Iwen Chu is New York’s first Asian woman state senator
On Wednesday, January 4, 2023, Iwen Chu made history in Brooklyn as she was sworn in as the first-ever Asian woman New York State Senator.
The moment came after Chu claimed a hard-won, 534-vote victory over Republican Vito LaBella in a part of Brooklyn that leans more Republican than the rest of the city, and has been getting redder in past years.
In a recent column for the NY Daily News, she noted that, “after the polls closed on Election Night, it was clear Southern Brooklyn had largely voted Republican.”
Frustrated local Democrats pointed to the party as having put in minimal effort in South Brooklyn. When BK Reader asked how Chu managed to hold off the “red wave,” she said it came down to a lot of groundwork and “hard work” earning residents’ trust.
Building trust to buck the ‘red wave’ in South Brooklyn
Soon after announcing her candidacy, Chu started securing endorsements, including from local unions. Dozens of volunteers gathered for her to secure 18-times the required signatures to make it on the onto the election’s ballot, per state election laws.
“I’ve been working for this community for 17 years… people do know me, people do trust me,” she said. “And my hair,” she laughed, swinging her white bob.
“They recognize me even if they don’t know my name, they know I provide service, when they go into the assemblymember’s office I’m saying, ‘How can I help you? In multiple languages.”
As a district that has low voter turnout, Chu said she put in the work, knocking on doors and doing phone banks in multiple languages, and educating people about how to vote for her.
“Southern Brooklyn is really about the service and the trust.”
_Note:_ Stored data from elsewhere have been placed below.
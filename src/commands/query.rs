//! Read-only pulse queries: keys, values, counts, recommendations, downloads.

use anyhow::{bail, Context, Result};
use clap::Args;
use std::path::PathBuf;
use std::sync::Arc;
use terastore_client::{CachedQueries, ReqwestHttpClient};
use terastore_core::{AnnotatedPulse, AttrKey, FilterResult, Pulse};
use terastore_filters::{Explorer, KeyOptions};
use tracing::{info, warn};

use super::filter_args::{resolve_filters, FilterArg};
use crate::init::Backend;

type QueryExplorer = Explorer<Arc<CachedQueries<ReqwestHttpClient>>>;

#[derive(Args)]
pub struct FilterArgs {
    /// Filter as key=value, key=lo..hi or date=YYYY-MM-DD..YYYY-MM-DD (repeatable)
    #[arg(short, long = "filter", value_name = "FILTER")]
    pub filters: Vec<FilterArg>,
}

#[derive(Args)]
pub struct ValuesArgs {
    /// Attribute key to inspect
    pub key: String,

    #[command(flatten)]
    pub filters: FilterArgs,
}

#[derive(Args)]
pub struct DownloadArgs {
    #[command(flatten)]
    pub filters: FilterArgs,

    /// Write to FILE instead of stdout
    #[arg(short, long, value_name = "FILE")]
    pub output: Option<PathBuf>,
}

/// Explorer over the cached queries with `args` applied.
async fn explorer(backend: &Backend, args: &FilterArgs) -> Result<QueryExplorer> {
    let explorer = Explorer::new(backend.queries.clone());
    explorer
        .fetch_initial_state()
        .await
        .context("Failed to load attribute keys")?;

    let keys = explorer.candidate_keys().unwrap_or_default();
    for filter in resolve_filters(&args.filters, &keys)? {
        explorer.add_filter(filter);
    }
    Ok(explorer)
}

pub async fn keys(backend: &Backend) -> Result<()> {
    let explorer = explorer(backend, &FilterArgs { filters: Vec::new() }).await?;
    for key in explorer.candidate_keys().unwrap_or_default() {
        println!("{}\t{}", key.name(), key.kind().as_str());
    }
    Ok(())
}

pub async fn values(backend: &Backend, args: ValuesArgs) -> Result<()> {
    let explorer = explorer(backend, &args.filters).await?;
    let key = find_key(&explorer, &args.key)?;

    let Some(options) = explorer.select_key(key).await? else {
        bail!("Selection of '{}' was superseded", args.key);
    };

    match options {
        KeyOptions::Values(results) => {
            for result in results {
                print_value_count(&result);
            }
        }
        KeyOptions::NumberRange(Some((lower, upper))) => println!("{}..{}", lower, upper),
        KeyOptions::DateRange(Some((lower, upper))) => {
            println!("{}..{}", lower.format("%Y-%m-%d"), upper.format("%Y-%m-%d"))
        }
        KeyOptions::NumberRange(None) | KeyOptions::DateRange(None) => {
            warn!(key = %args.key, "No values under the current filters");
        }
    }
    Ok(())
}

fn print_value_count(result: &FilterResult) {
    if let Some(filter) = result.last_filter() {
        println!("{}\t{}", result.count(), filter.display_value());
    }
}

fn find_key(explorer: &QueryExplorer, name: &str) -> Result<AttrKey> {
    let snapshot = explorer.snapshot();
    let applied = snapshot.applied.iter().map(|f| f.key().clone());
    snapshot
        .candidates
        .unwrap_or_default()
        .into_iter()
        .chain(applied)
        .find(|k| k.name() == name)
        .with_context(|| format!("Unknown attribute key '{}'", name))
}

pub async fn count(backend: &Backend, args: FilterArgs) -> Result<()> {
    let explorer = explorer(backend, &args).await?;
    let matching = explorer.matching().await?;
    println!("{}", matching.count());
    Ok(())
}

pub async fn recommend(backend: &Backend, args: FilterArgs) -> Result<()> {
    let explorer = explorer(backend, &args).await?;
    let Some(recommendations) = explorer.refresh_recommendations().await? else {
        bail!("Filters changed while ranking keys");
    };

    for recommendation in &recommendations {
        println!(
            "{}\t{}\t{}",
            recommendation.count,
            recommendation.key.name(),
            recommendation.key.kind().as_str()
        );
    }
    info!(
        keys = recommendations.len(),
        cache = ?backend.queries.stats(),
        "Ranked keys"
    );
    Ok(())
}

pub async fn download(backend: &Backend, args: DownloadArgs) -> Result<()> {
    let explorer = explorer(backend, &args.filters).await?;
    let ids = explorer.matching().await?.pulse_ids();
    if ids.is_empty() {
        warn!("No pulses match the given filters");
    }

    let pulses = backend.queries.get_pulses(&ids).await?;
    let count = pulses.len();
    let json = pulse_file(pulses)?;

    match args.output {
        Some(path) => {
            tokio::fs::write(&path, json)
                .await
                .with_context(|| format!("Failed to write {}", path.display()))?;
            info!(pulses = count, path = %path.display(), "Downloaded pulses");
        }
        None => println!("{}", json),
    }
    Ok(())
}

/// Render pulses in the same file format `upload` accepts.
fn pulse_file(pulses: Vec<Pulse>) -> Result<String> {
    let annotated: Vec<AnnotatedPulse> = pulses.into_iter().map(AnnotatedPulse::from_backend).collect();
    serde_json::to_string_pretty(&annotated).context("Failed to serialize pulses")
}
Resources for constituents
On Tuesday, Chu was at McKinley Park Library just before the after-school rush to introduce her new team, office hours and locations (Chu is still looking for a permanent office).
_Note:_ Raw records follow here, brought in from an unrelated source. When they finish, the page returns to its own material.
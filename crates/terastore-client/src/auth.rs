//! Authentication and user administration endpoints.

use terastore_core::{AuthLevel, User};
use tracing::{info, instrument, warn};

use crate::api::{bearer_header, json_body, Auth, Body, TeraStoreClient, FORM};
use crate::error::ClientError;
use crate::http::HttpClient;
use crate::protocol::{
    DeleteUserRequest, LoginForm, RefreshResponse, SignupRequest, TokenResponse, UpdateUserRequest,
};
use crate::routes;
use crate::session::Claims;

impl<T: HttpClient> TeraStoreClient<T> {
    /// Exchange credentials for an access token and store it in the session.
    ///
    /// Calls: POST /auth/login
    #[instrument(skip(self, password))]
    pub async fn login(&self, username: &str, password: &str) -> Result<Option<Claims>, ClientError> {
        let form = LoginForm { username, password };
        let body = Body {
            content_type: FORM,
            bytes: form.encode().into_bytes(),
        };
        let response = self
            .execute("POST", routes::AUTH_LOGIN, Some(body), Auth::Anonymous)
            .await?;
        let token: TokenResponse = response.json().map_err(|e| ClientError::Decode {
            path: routes::display_path(routes::AUTH_LOGIN),
            message: e.to_string(),
        })?;

        self.session().set_token(token.access_token);
        info!(username, level = %self.session().auth_level(), "Logged in");
        Ok(self.session().claims())
    }

    /// Obtain a fresh access token and store it in the session.
    ///
    /// Calls: GET /auth/refresh
    #[instrument(skip(self))]
    pub async fn refresh(&self) -> Result<String, ClientError> {
        let response = self.send("GET", routes::AUTH_REFRESH, Vec::new(), None).await?;
        let body: RefreshResponse = response.json().map_err(|e| ClientError::Decode {
            path: routes::display_path(routes::AUTH_REFRESH),
            message: e.to_string(),
        })?;
        self.session().set_token(body.access_token.clone());
        Ok(body.access_token)
    }

    /// Calls: POST /auth/signup
    #[instrument(skip(self, password))]
    pub async fn signup(&self, email: &str, password: &str) -> Result<(), ClientError> {
        let body = json_body(routes::AUTH_SIGNUP, &SignupRequest { email, password })?;
        self.execute("POST", routes::AUTH_SIGNUP, Some(body), Auth::Anonymous)
            .await?;
        info!(email, "Account created");
        Ok(())
    }

    /// Drop the session token, then tell the backend.
    ///
    /// The token is cleared even when the backend call fails.
    ///
    /// Calls: GET /user/logout
    #[instrument(skip(self))]
    pub async fn logout(&self) -> Result<(), ClientError> {
        let token = self.session().token();
        self.session().clear();

        // The captured token goes out directly; `execute` would try a refresh.
        let headers = token.as_deref().map(bearer_header).into_iter().collect();
        let result = self.send("GET", routes::USER_LOGOUT, headers, None).await.map(drop);
        if let Err(e) = &result {
            warn!(error = %e, "Logout request failed; local session cleared");
        }
        result
    }

    /// Calls: GET /user/users
    #[instrument(skip(self))]
    pub async fn list_users(&self) -> Result<Vec<User>, ClientError> {
        self.get_json(routes::USER_LIST).await
    }

    /// Calls: POST /user/update
    #[instrument(skip(self))]
    pub async fn update_user(&self, email: &str, auth_level: AuthLevel) -> Result<(), ClientError> {
        let body = json_body(routes::USER_UPDATE, &UpdateUserRequest { email, auth_level })?;
        self.execute("POST", routes::USER_UPDATE, Some(body), Auth::Bearer)
            .await?;
        Ok(())
    }

    /// Calls: POST /user/delete
    #[instrument(skip(self))]
    pub async fn delete_user(&self, email: &str) -> Result<(), ClientError> {
        let body = json_body(routes::USER_DELETE, &DeleteUserRequest { email })?;
        self.execute("POST", routes::USER_DELETE, Some(body), Auth::Bearer)
            .await?;
        Ok(())
    }
}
Outside, local residents braved the rain to run errands at an adjacent Chinese supermarket and hardware store, and two teens in uniform shared a cheese slice from local pizzeria, Maria’s.
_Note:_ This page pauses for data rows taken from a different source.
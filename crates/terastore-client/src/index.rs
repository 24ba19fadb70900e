//! Read-only view of the pulse store used by the filter engine.

use std::sync::Arc;

use async_trait::async_trait;
use terastore_core::{AttrKey, AttrValue, FilterResult, PulseFilter};

use crate::api::TeraStoreClient;
use crate::error::ClientError;
use crate::http::HttpClient;

#[async_trait]
pub trait PulseIndex: Send + Sync {
    /// Attribute keys reported by the backend (without the synthetic date key).
    async fn list_keys(&self) -> Result<Vec<AttrKey>, ClientError>;

    /// Distinct values stored under `key`.
    async fn key_values(&self, key: &AttrKey) -> Result<Vec<AttrValue>, ClientError>;

    /// Pulses matching all of `filters`.
    async fn filter_pulses(&self, filters: &[PulseFilter]) -> Result<FilterResult, ClientError>;
}

#[async_trait]
impl<T: HttpClient> PulseIndex for TeraStoreClient<T> {
    async fn list_keys(&self) -> Result<Vec<AttrKey>, ClientError> {
        TeraStoreClient::list_keys(self).await
    }

    async fn key_values(&self, key: &AttrKey) -> Result<Vec<AttrValue>, ClientError> {
        TeraStoreClient::key_values(self, key).await
    }

    async fn filter_pulses(&self, filters: &[PulseFilter]) -> Result<FilterResult, ClientError> {
        TeraStoreClient::filter_pulses(self, filters).await
    }
}

#[async_trait]
impl<I: PulseIndex + ?Sized> PulseIndex for Arc<I> {
    async fn list_keys(&self) -> Result<Vec<AttrKey>, ClientError> {
        (**self).list_keys().await
    }

    async fn key_values(&self, key: &AttrKey) -> Result<Vec<AttrValue>, ClientError> {
        (**self).key_values(key).await
    }

    async fn filter_pulses(&self, filters: &[PulseFilter]) -> Result<FilterResult, ClientError> {
        (**self).filter_pulses(filters).await
    }
}
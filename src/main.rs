use anyhow::{Context, Result};
use clap::Parser;
use std::path::PathBuf;
use terastore::commands::Command;
use terastore::config::RuntimeConfig;

/// Command-line client for the TeraStore pulse database
#[derive(Parser)]
#[command(name = "terastore")]
#[command(version)]
#[command(about = "Command-line client for the TeraStore pulse database", long_about = None)]
struct Cli {
    #[command(subcommand)]
    command: Command,

    /// Path to configuration file
    #[arg(short, long, value_name = "FILE", global = true)]
    config: Option<PathBuf>,

    /// Backend URL (overrides config file and environment)
    #[arg(short, long, value_name = "URL", global = true)]
    backend_url: Option<String>,

    /// Log level: trace, debug, info, warn, error
    #[arg(short = 'v', long, value_name = "LEVEL", global = true)]
    log_level: Option<String>,
}

fn main() -> Result<()> {
    let cli = Cli::parse();

    tokio::runtime::Builder::new_multi_thread()
        .enable_all()
        .build()
        .context("Failed to build tokio runtime")?
        .block_on(async_main(cli))
}

async fn async_main(cli: Cli) -> Result<()> {
    // Step 1: Load base configuration
    let mut config = if let Some(config_path) = &cli.config {
        RuntimeConfig::load_from_path(config_path)
            .with_context(|| format!("Failed to load config from {}", config_path.display()))?
    } else {
        RuntimeConfig::load_or_default().context("Failed to load configuration")?
    };

    // Step 2: Apply CLI overrides (highest priority)
    apply_cli_overrides(&mut config, &cli);
    config.validate()?;

    // Step 3: Initialize tracing before any backend call
    terastore::init_tracing(&config);

    // Step 4: Run the subcommand
    cli.command.run(&config).await
}

fn apply_cli_overrides(config: &mut RuntimeConfig, cli: &Cli) {
    if let Some(url) = &cli.backend_url {
        config.backend.url = url.clone();
    }

    if let Some(level) = &cli.log_level {
        config.logging.level = level.clone();
    }
}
Inside, Chu—wearing the signature grey pantsuit she wore the night she declared victory over LaBella—was organizing the details of a livestream with her team, before heading back to Albany.
There, she told BK Reader her most urgent priority this year is to access resources for her district, whether that be in the form of programs for small businesses, funds from the state budget or legislation.
Chu’s platform centers improving public safety (promoting gun control and mental health services), as many of her constituents faced anti-Asian hate crimes and the recent Sunset Park subway shooting.
She opposes efforts to replace gifted and talented programs in city schools, and supports building more specialized high schools in NYC, as well as investing more in the public school system.
Chu also advocated for greater support for small businesses, including loans, grants, and language assistance programs. She told BK Reader that, working in Abbate’s office, she often helped immigrants facing unnecessary fines or summonses for not meeting local business regulations.
On top of that, she wants to help her district bounce back from the setbacks its faced during the pandemic.
“Since the pandemic the economy has become a big issue, the Asian hate crime, the public safety and the quality of life going down. There’s a lot of issues, and people are not happy about the status quo,” she said.
“People want to see more change done so they can have their life back. We’re trying to help them find a new balance, see their needs and address their concerns.”